We’ve all seen the photos—George Lucas visiting The Mandalorian set, standing next to Grogu, chatting with Dave Filoni. And by all public signs, he’s been quietly supportive of the show. No public complaints. No dramatic interviews. Just the sense that he was happy Star Wars was in good hands.
But he did raise one concern.
Grogu’s Lack of Training Was the Red Flag
If you dig into what George Lucas actually said, his concern wasn’t vague at all. It was very specific—and very Lucas.
According to Dave Filoni, when George Lucas saw what The Mandalorian was doing with Grogu, the thing that stood out to him wasn’t how cute the character was or how popular he’d become. It was that Grogu was clearly strong in the Force… without much sign of training.
Filoni later explained—both in interviews and in The Art of The Mandalorian: Season 2—that Lucas’s reaction was simple but firm. In Filoni’s words, Lucas’s main concern was that the kid had to have a proper amount of training. Not eventually. Not off-screen. But in a way that made sense within Star Wars itself.
That might sound like a small note, but it goes straight to the core of how Lucas has always viewed the Jedi. Power isn’t supposed to just happen. The Force isn’t a shortcut. If someone can lift things, choke enemies, or tap into visions without discipline, without guidance, without cost, then something fundamental starts to slip.

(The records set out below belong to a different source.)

//! Process configuration: store location, dashboard URL, sweep interval and the
//! profile to open on start.
//!
//! Values come from an optional TOML file and the environment (after
//! `dotenvy` has loaded `.env`). Environment variables win over the file.

use crate::errors::{Error, Result};
use serde::Deserialize;
use std::{path::Path, time::Duration};

/// Dashboard URL used in notifications when none is configured.
pub const DEFAULT_DASHBOARD_URL: &str = "http://localhost:8080";
/// Seconds between background promotion sweeps.
pub const DEFAULT_PROMOTION_INTERVAL_SECS: u64 = 5;
/// Profile opened on start when none is configured.
pub const DEFAULT_PROFILE: &str = "default";
/// Config file read when `IMPULSE_PAUSE_CONFIG` is not set.
pub const DEFAULT_CONFIG_PATH: &str = "config.toml";

/// Optional keys of the TOML config file.
#[derive(Debug, Default, Deserialize, PartialEq, Eq)]
pub struct FileConfig {
    /// `SeaORM` connection URL
    pub database_url: Option<String>,
    /// Externally reachable dashboard URL
    pub dashboard_url: Option<String>,
    /// Background sweep interval in seconds
    pub promotion_interval_secs: Option<u64>,
    /// Profile to open on start
    pub default_profile: Option<String>,
}

/// Resolved process configuration.
#[derive(Debug, Clone, PartialEq, Eq)]
pub struct AppConfig {
    /// `SeaORM` connection URL; `None` keeps everything in memory
    pub database_url: Option<String>,
    /// Dashboard URL without trailing slash
    pub dashboard_url: String,
    /// Background sweep interval in seconds, never zero
    pub promotion_interval_secs: u64,
    /// Profile to open on start
    pub default_profile: String,
}

impl Default for AppConfig {
    fn default() -> Self {
        Self {
            database_url: None,
            dashboard_url: DEFAULT_DASHBOARD_URL.to_string(),
            promotion_interval_secs: DEFAULT_PROMOTION_INTERVAL_SECS,
            default_profile: DEFAULT_PROFILE.to_string(),
        }
    }
}

impl AppConfig {
    /// Loads configuration from the config file (if present) and the process
    /// environment.
    pub fn load() -> Result<Self> {
        let path = std::env::var("IMPULSE_PAUSE_CONFIG")
            .unwrap_or_else(|_| DEFAULT_CONFIG_PATH.to_string());
        let file = if Path::new(&path).exists() {
            tracing::debug!("Loading configuration from {path}");
            load_file(&path)?
        } else {
            FileConfig::default()
        };

        Self::from_sources(file, |key| std::env::var(key).ok())
    }

    /// Merges a parsed file with an environment lookup.
    pub fn from_sources(file: FileConfig, env: impl Fn(&str) -> Option<String>) -> Result<Self> {
        let non_blank = |key: &str| env(key).filter(|value| !value.trim().is_empty());

        let database_url = non_blank("DATABASE_URL")
            .or(file.database_url)
            .map(|url| url.trim().to_string())
            .filter(|url| !url.is_empty());

        let dashboard_url = non_blank("DASHBOARD_URL")
            .or(file.dashboard_url)
            .map(|url| url.trim().trim_end_matches('/').to_string())
            .filter(|url| !url.is_empty())
            .unwrap_or_else(|| DEFAULT_DASHBOARD_URL.to_string());

        let interval = match non_blank("PROMOTION_INTERVAL_SECS") {
            Some(raw) => Some(raw.trim().parse::<u64>().map_err(|e| Error::Config {
                message: format!("Invalid PROMOTION_INTERVAL_SECS {raw:?}: {e}"),
            })?),
            None => file.promotion_interval_secs,
        };
        let promotion_interval_secs = interval
            .filter(|secs| *secs > 0)
            .unwrap_or(DEFAULT_PROMOTION_INTERVAL_SECS);

        let default_profile = non_blank("DEFAULT_PROFILE")
            .or(file.default_profile)
            .map(|name| name.trim().to_string())
            .filter(|name| !name.is_empty())
            .unwrap_or_else(|| DEFAULT_PROFILE.to_string());

        Ok(Self {
            database_url,
            dashboard_url,
            promotion_interval_secs,
            default_profile,
        })
    }

    /// The sweep interval as a [`Duration`].
    #[must_use]
    pub const fn promotion_interval(&self) -> Duration {
        Duration::from_secs(self.promotion_interval_secs)
    }
}

/// Parses a TOML config file.
pub fn load_file<P: AsRef<Path>>(path: P) -> Result<FileConfig> {
    let contents = std::fs::read_to_string(path.as_ref()).map_err(|e| Error::Config {
        message: format!("Failed to read config file: {e}"),
    })?;

    toml::from_str(&contents).map_err(|e| Error::Config {
        message: format!("Failed to parse config file: {e}"),
    })
}

#[cfg(test)]
mod tests {
    #![allow(clippy::unwrap_used)]
    use super::*;
    use std::collections::HashMap;

    fn env(pairs: &[(&str, &str)]) -> impl Fn(&str) -> Option<String> {
        let vars: HashMap<String, String> = pairs
            .iter()
            .map(|(k, v)| ((*k).to_string(), (*v).to_string()))
            .collect();
        move |key| vars.get(key).cloned()
    }

    #[test]
    fn test_defaults() -> Result<()> {
        let config = AppConfig::from_sources(FileConfig::default(), env(&[]))?;
        assert_eq!(config, AppConfig::default());
        assert_eq!(config.promotion_interval(), Duration::from_secs(5));
        Ok(())
    }

    #[test]
    fn test_environment_overrides_file() -> Result<()> {
        let file: FileConfig = toml::from_str(
            r#"
            database_url = "sqlite://data/file.sqlite"
            dashboard_url = "https://pause.example.com"
            promotion_interval_secs = 30
            default_profile = "alex"
            "#,
        )
        .unwrap();
        let config = AppConfig::from_sources(
            file,
            env(&[
                ("DASHBOARD_URL", " https://wishes.example.org/ "),
                ("DEFAULT_PROFILE", "  "),
            ]),
        )?;

        assert_eq!(config.database_url.as_deref(), Some("sqlite://data/file.sqlite"));
        assert_eq!(config.dashboard_url, "https://wishes.example.org");
        assert_eq!(config.promotion_interval_secs, 30);
        assert_eq!(config.default_profile, "alex");
        Ok(())
    }

    #[test]
    fn test_zero_interval_falls_back_to_default() -> Result<()> {
        let config = AppConfig::from_sources(
            FileConfig::default(),
            env(&[("PROMOTION_INTERVAL_SECS", "0")]),
        )?;
        assert_eq!(config.promotion_interval_secs, DEFAULT_PROMOTION_INTERVAL_SECS);
        Ok(())
    }

    #[test]
    fn test_invalid_interval_is_a_config_error() {
        let err = AppConfig::from_sources(
            FileConfig::default(),
            env(&[("PROMOTION_INTERVAL_SECS", "soon")]),
        )
        .unwrap_err();
        assert!(matches!(err, Error::Config { .. }));
    }

    #[test]
    fn test_load_file() -> Result<()> {
        let dir = tempfile::tempdir()?;
        let path = dir.path().join("config.toml");
        std::fs::write(&path, "dashboard_url = \"http://pause.lan:8080/\"\n")?;
        let file = load_file(&path)?;
        assert_eq!(file.dashboard_url.as_deref(), Some("http://pause.lan:8080/"));

        std::fs::write(&path, "promotion_interval_secs = \"fast\"\n")?;
        assert!(matches!(load_file(&path), Err(Error::Config { .. })));
        assert!(matches!(
            load_file(dir.path().join("missing.toml")),
            Err(Error::Config { .. })
        ));
        Ok(())
    }
}
//! Dashboard query engine: filtering, ordering and headline stats over an item
//! snapshot. Everything here is pure; the caller supplies the snapshot.

use crate::core::{
    item::Item,
    profile::{self, ProfileSettings},
    status::ItemStatus,
};
use serde::{Deserialize, Serialize};
use std::{cmp::Ordering, collections::HashMap};

/// How many tags the dashboard headline shows.
pub const TOP_TAG_LIMIT: usize = 3;

/// Dashboard list ordering.
#[derive(Debug, Clone, Copy, Default, PartialEq, Eq, Serialize, Deserialize)]
pub enum SortOrder {
    /// Ready items first, then waiting ones by eligibility, then decided ones
    #[default]
    NextReady,
    /// Most recently created first
    Newest,
    /// Oldest first
    Oldest,
    /// Cheapest first, unpriced last
    PriceAsc,
    /// Most expensive first, unpriced last
    PriceDesc,
}

impl SortOrder {
    /// Parses a query value. Unknown values fall back to [`SortOrder::NextReady`].
    #[must_use]
    pub fn parse(raw: &str) -> Self {
        match raw.trim() {
            "newest" => Self::Newest,
            "oldest" => Self::Oldest,
            "price_asc" => Self::PriceAsc,
            "price_desc" => Self::PriceDesc,
            _ => Self::NextReady,
        }
    }
}

/// Filter and sort parameters for the dashboard list.
#[derive(Debug, Clone, PartialEq, Eq, Serialize, Deserialize)]
pub struct DashboardQuery {
    /// Case-insensitive free-text search
    pub search: String,
    /// Statuses to show; empty shows everything
    pub statuses: Vec<ItemStatus>,
    /// Exact tag to filter on
    pub tag: String,
    /// List ordering
    pub sort: SortOrder,
}

impl Default for DashboardQuery {
    fn default() -> Self {
        Self {
            search: String::new(),
            statuses: ItemStatus::OPEN.to_vec(),
            tag: String::new(),
            sort: SortOrder::NextReady,
        }
    }
}

impl DashboardQuery {
    /// Builds a query from raw query-string values.
    ///
    /// No status values selects the default open statuses. Unrecognised
    /// status labels are ignored.
    #[must_use]
    pub fn from_params(search: &str, statuses: &[String], tag: &str, sort: &str) -> Self {
        let statuses = if statuses.is_empty() {
            ItemStatus::OPEN.to_vec()
        } else {
            let mut parsed = Vec::new();
            for status in statuses.iter().filter_map(|raw| ItemStatus::from_label(raw)) {
                if !parsed.contains(&status) {
                    parsed.push(status);
                }
            }
            parsed
        };

        Self {
            search: search.trim().to_string(),
            statuses,
            tag: tag.trim().to_string(),
            sort: SortOrder::parse(sort),
        }
    }

    /// Whether anything other than the default view was requested.
    #[must_use]
    pub fn is_filtered(&self) -> bool {
        let default_statuses = self.statuses.len() == ItemStatus::OPEN.len()
            && ItemStatus::OPEN.iter().all(|s| self.statuses.contains(s));
        !self.search.is_empty() || !self.tag.is_empty() || !default_statuses
    }

    fn matches(&self, item: &Item) -> bool {
        if !self.statuses.is_empty() && !self.statuses.contains(&item.status) {
            return false;
        }
        if !self.tag.is_empty() && !item.has_tag(&self.tag) {
            return false;
        }
        if self.search.is_empty() {
            return true;
        }
        let needle = self.search.to_lowercase();
        [&item.title, &item.note, &item.link, &item.tags]
            .iter()
            .any(|field| field.to_lowercase().contains(&needle))
    }
}

/// Applies `query` to `items`, returning the matching items in display order.
#[must_use]
pub fn filter_and_sort(items: &[Item], query: &DashboardQuery) -> Vec<Item> {
    let mut matching: Vec<Item> = items
        .iter()
        .filter(|item| query.matches(item))
        .cloned()
        .collect();
    matching.sort_by(|a, b| compare(a, b, query.sort));
    matching
}

fn compare(a: &Item, b: &Item, sort: SortOrder) -> Ordering {
    let primary = match sort {
        SortOrder::NextReady => next_ready_rank(a.status)
            .cmp(&next_ready_rank(b.status))
            .then_with(|| {
                if a.status.is_terminal() {
                    b.created_at.cmp(&a.created_at)
                } else {
                    a.eligible_at.cmp(&b.eligible_at)
                }
            }),
        SortOrder::Newest => b.created_at.cmp(&a.created_at),
        SortOrder::Oldest => a.created_at.cmp(&b.created_at),
        SortOrder::PriceAsc => compare_prices(a.price_value, b.price_value, false),
        SortOrder::PriceDesc => compare_prices(a.price_value, b.price_value, true),
    };

    primary
        .then_with(|| b.created_at.cmp(&a.created_at))
        .then_with(|| b.id.cmp(&a.id))
}

const fn next_ready_rank(status: ItemStatus) -> u8 {
    match status {
        ItemStatus::ReadyToBuy => 0,
        ItemStatus::Waiting => 1,
        ItemStatus::Bought | ItemStatus::Skipped => 2,
    }
}

fn compare_prices(a: Option<f64>, b: Option<f64>, descending: bool) -> Ordering {
    match (a, b) {
        (Some(a), Some(b)) if descending => b.total_cmp(&a),
        (Some(a), Some(b)) => a.total_cmp(&b),
        (Some(_), None) => Ordering::Less,
        (None, Some(_)) => Ordering::Greater,
        (None, None) => Ordering::Equal,
    }
}

/// A tag and how many items carry it.
#[derive(Debug, Clone, PartialEq, Eq, Serialize)]
pub struct TagCount {
    /// Normalised tag
    pub name: String,
    /// Number of items
    pub count: usize,
}

/// Most frequent tags across `items`, count descending then name ascending.
#[must_use]
pub fn top_tags(items: &[Item], limit: usize) -> Vec<TagCount> {
    let mut totals: HashMap<String, usize> = HashMap::new();
    for item in items {
        for tag in item.tag_list() {
            *totals.entry(tag).or_default() += 1;
        }
    }

    let mut counts: Vec<TagCount> = totals
        .into_iter()
        .map(|(name, count)| TagCount { name, count })
        .collect();
    counts.sort_by(|a, b| b.count.cmp(&a.count).then_with(|| a.name.cmp(&b.name)));
    counts.truncate(limit);
    counts
}

/// Number of skipped items.
#[must_use]
pub fn skipped_count(items: &[Item]) -> usize {
    items
        .iter()
        .filter(|item| item.status == ItemStatus::Skipped)
        .count()
}

/// Sum of the parsed prices of skipped items.
#[must_use]
pub fn saved_total(items: &[Item]) -> f64 {
    items
        .iter()
        .filter(|item| item.status == ItemStatus::Skipped)
        .filter_map(|item| item.price_value)
        .sum()
}

/// One dashboard list entry.
#[derive(Debug, Clone, PartialEq, Serialize)]
pub struct DashboardRow {
    /// The item
    pub item: Item,
    /// Formatted work hours, when a price and wage are known
    pub work_hours: Option<String>,
}

/// Everything the dashboard page shows.
#[derive(Debug, Clone, PartialEq, Serialize)]
pub struct Dashboard {
    /// Filtered, ordered rows
    pub rows: Vec<DashboardRow>,
    /// The query the rows were built from
    pub query: DashboardQuery,
    /// Whether the filter panel should be shown as active
    pub is_filtered: bool,
    /// Currency symbol
    pub currency: String,
    /// Parsed hourly wage
    pub hourly_wage: Option<f64>,
    /// Skipped items across the whole profile
    pub skipped_count: usize,
    /// Money saved across the whole profile
    pub saved_total: f64,
    /// Most used tags across the whole profile
    pub top_tags: Vec<TagCount>,
}

impl Dashboard {
    /// Builds the dashboard for a snapshot of the active profile.
    #[must_use]
    pub fn build(items: &[Item], settings: &ProfileSettings, query: &DashboardQuery) -> Self {
        let hourly_wage = settings.hourly_wage_value();
        let rows = filter_and_sort(items, query)
            .into_iter()
            .map(|item| DashboardRow {
                work_hours: profile::work_hours(item.price_value, hourly_wage)
                    .map(profile::format_work_hours),
                item,
            })
            .collect();

        Self {
            rows,
            query: query.clone(),
            is_filtered: query.is_filtered(),
            currency: settings.currency.clone(),
            hourly_wage,
            skipped_count: skipped_count(items),
            saved_total: saved_total(items),
            top_tags: top_tags(items, TOP_TAG_LIMIT),
        }
    }
}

And that’s where the “breaking lore” worry comes in—not because The Mandalorian was doing anything loudly wrong, but because it was edging toward a dangerous idea: that Jedi ability might be instinctive rather than earned.
From Lucas’s point of view, once that line blurs, the Jedi stop being Jedi. They become superheroes. And that was never the story he was trying to tell.
Lucas Believed Force Power Had to Be Earned
George Lucas didn’t care how strong a character was in the Force—he cared about how they got there.
Lucas has always treated the Force like something you can sense early, but only control through training. Luke is the cleanest example. In A New Hope, he has instincts—he trusts the moment and makes the shot—but that’s very different from using the Force on command. In The Empire Strikes Back, Yoda has to drill him, and Luke still fails because raw potential doesn’t equal discipline. Even the prequels frame it the same way: younglings and Padawans spend years learning focus, restraint, and control before power becomes reliable.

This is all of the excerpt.